Collect every line of the records below that contains the word "before".

[INFORMATION SHOWN]

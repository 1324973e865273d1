//! Event types for the OnAir event system
//!
//! Provides the playback status enum, the `StreamEvent` enum published to UI
//! subscribers, and the `EventBus` that broadcasts them.

use serde::{Deserialize, Serialize};
use tokio::sync::broadcast;

/// Authoritative playback status of the stream engine
///
/// Mutated only by the playback engine; read by UI and telemetry.
#[derive(Debug, Clone, Copy, Serialize, Deserialize, PartialEq, Eq, Default)]
#[serde(rename_all = "lowercase")]
pub enum PlaybackStatus {
    /// Nothing playing, nothing pending
    #[default]
    Idle,
    /// Connecting to the stream (initial connect or reconnect attempt)
    Connecting,
    /// Audio is flowing
    Playing,
    /// Player is starved for data mid-playback
    Buffering,
    /// Paused by the user, the host app or an audio-focus interruption
    Paused,
    /// Stream dropped (recovering) or retries exhausted (terminal)
    Error,
    /// Player resource is being torn down and rebuilt
    Restarting,
}

impl PlaybackStatus {
    /// True when audio is (or is about to be) audible
    pub fn is_playing(self) -> bool {
        matches!(self, PlaybackStatus::Playing | PlaybackStatus::Buffering)
    }

    /// True while the UI should show a spinner
    pub fn is_loading(self) -> bool {
        matches!(
            self,
            PlaybackStatus::Connecting | PlaybackStatus::Buffering | PlaybackStatus::Restarting
        )
    }
}

impl std::fmt::Display for PlaybackStatus {
    fn fmt(&self, f: &mut std::fmt::Formatter<'_>) -> std::fmt::Result {
        match self {
            PlaybackStatus::Idle => write!(f, "idle"),
            PlaybackStatus::Connecting => write!(f, "connecting"),
            PlaybackStatus::Playing => write!(f, "playing"),
            PlaybackStatus::Buffering => write!(f, "buffering"),
            PlaybackStatus::Paused => write!(f, "paused"),
            PlaybackStatus::Error => write!(f, "error"),
            PlaybackStatus::Restarting => write!(f, "restarting"),
        }
    }
}

/// Events published by the stream engine
///
/// Broadcast via `EventBus` and serialized for SSE transmission.
#[derive(Debug, Clone, Serialize, Deserialize)]
#[serde(tag = "type")]
pub enum StreamEvent {
    /// Playback status changed
    ///
    /// Emitted exactly once per transition; repeated signals for the same
    /// status produce no event.
    StatusChanged {
        /// Status before the change
        old_status: PlaybackStatus,
        /// Status after the change
        new_status: PlaybackStatus,
        /// When the status changed
        timestamp: chrono::DateTime<chrono::Utc>,
    },

    /// Human-readable status line for the UI (empty string clears it)
    StatusMessage {
        message: String,
        timestamp: chrono::DateTime<chrono::Utc>,
    },

    /// User-visible error changed (empty string clears it)
    ErrorMessage {
        message: String,
        timestamp: chrono::DateTime<chrono::Utc>,
    },

    /// Volume changed (0.0-1.0)
    VolumeChanged {
        volume: f32,
        timestamp: chrono::DateTime<chrono::Utc>,
    },

    /// Buffer health or network stability changed
    BufferHealthChanged {
        /// Remaining buffer health (0-3)
        buffer_health: u8,
        /// Network stability score (0.1-1.0)
        stability_score: f64,
        /// True when the score is below the degraded threshold
        degraded: bool,
        timestamp: chrono::DateTime<chrono::Utc>,
    },

    /// An incremental reconnection attempt was scheduled
    ReconnectScheduled {
        /// Attempt number within the current backoff cycle (1-based)
        attempt: u32,
        /// Backoff cycle length
        max_retries: u32,
        /// Delay before the attempt fires
        delay_ms: u64,
        timestamp: chrono::DateTime<chrono::Utc>,
    },

    /// A full player restart started
    RestartStarted {
        reason: String,
        timestamp: chrono::DateTime<chrono::Utc>,
    },

    /// A listening session opened
    SessionStarted {
        session_id: uuid::Uuid,
        timestamp: chrono::DateTime<chrono::Utc>,
    },

    /// A listening session was flushed
    SessionEnded {
        session_id: uuid::Uuid,
        continuous_minutes: u64,
        total_reconnections: u32,
        timestamp: chrono::DateTime<chrono::Utc>,
    },
}

impl StreamEvent {
    /// Event type name (used as the SSE `event:` field)
    pub fn event_type(&self) -> &'static str {
        match self {
            StreamEvent::StatusChanged { .. } => "StatusChanged",
            StreamEvent::StatusMessage { .. } => "StatusMessage",
            StreamEvent::ErrorMessage { .. } => "ErrorMessage",
            StreamEvent::VolumeChanged { .. } => "VolumeChanged",
            StreamEvent::BufferHealthChanged { .. } => "BufferHealthChanged",
            StreamEvent::ReconnectScheduled { .. } => "ReconnectScheduled",
            StreamEvent::RestartStarted { .. } => "RestartStarted",
            StreamEvent::SessionStarted { .. } => "SessionStarted",
            StreamEvent::SessionEnded { .. } => "SessionEnded",
        }
    }
}

/// Central event distribution bus
///
/// Thin wrapper around `tokio::sync::broadcast`. Slow subscribers lag and
/// lose old events; they never block the publisher.
#[derive(Debug)]
pub struct EventBus {
    tx: broadcast::Sender<StreamEvent>,
    capacity: usize,
}

impl EventBus {
    /// Creates a new EventBus with specified channel capacity
    ///
    /// # Examples
    ///
    /// ```
    /// use onair_common::events::EventBus;
    ///
    /// let event_bus = EventBus::new(100);
    /// assert_eq!(event_bus.capacity(), 100);
    /// ```
    pub fn new(capacity: usize) -> Self {
        let (tx, _) = broadcast::channel(capacity);
        Self { tx, capacity }
    }

    /// Subscribe to all future events
    ///
    /// Events emitted before subscription are not received.
    pub fn subscribe(&self) -> broadcast::Receiver<StreamEvent> {
        self.tx.subscribe()
    }

    /// Emit an event to all subscribers
    ///
    /// Returns `Ok(subscriber_count)` if at least one subscriber exists.
    #[allow(clippy::result_large_err)]
    pub fn emit(
        &self,
        event: StreamEvent,
    ) -> Result<usize, broadcast::error::SendError<StreamEvent>> {
        self.tx.send(event)
    }

    /// Emit an event, ignoring if no subscribers are listening
    pub fn emit_lossy(&self, event: StreamEvent) {
        let _ = self.tx.send(event);
    }

    /// Get the current number of active subscribers
    pub fn subscriber_count(&self) -> usize {
        self.tx.receiver_count()
    }

    /// Get the configured channel capacity
    pub fn capacity(&self) -> usize {
        self.capacity
    }
}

[/INFORMATION SHOWN]

ANSWER TO THIS EXERCISE:
        /// Status before the change
        /// Delay before the attempt fires
    /// Events emitted before subscription are not received.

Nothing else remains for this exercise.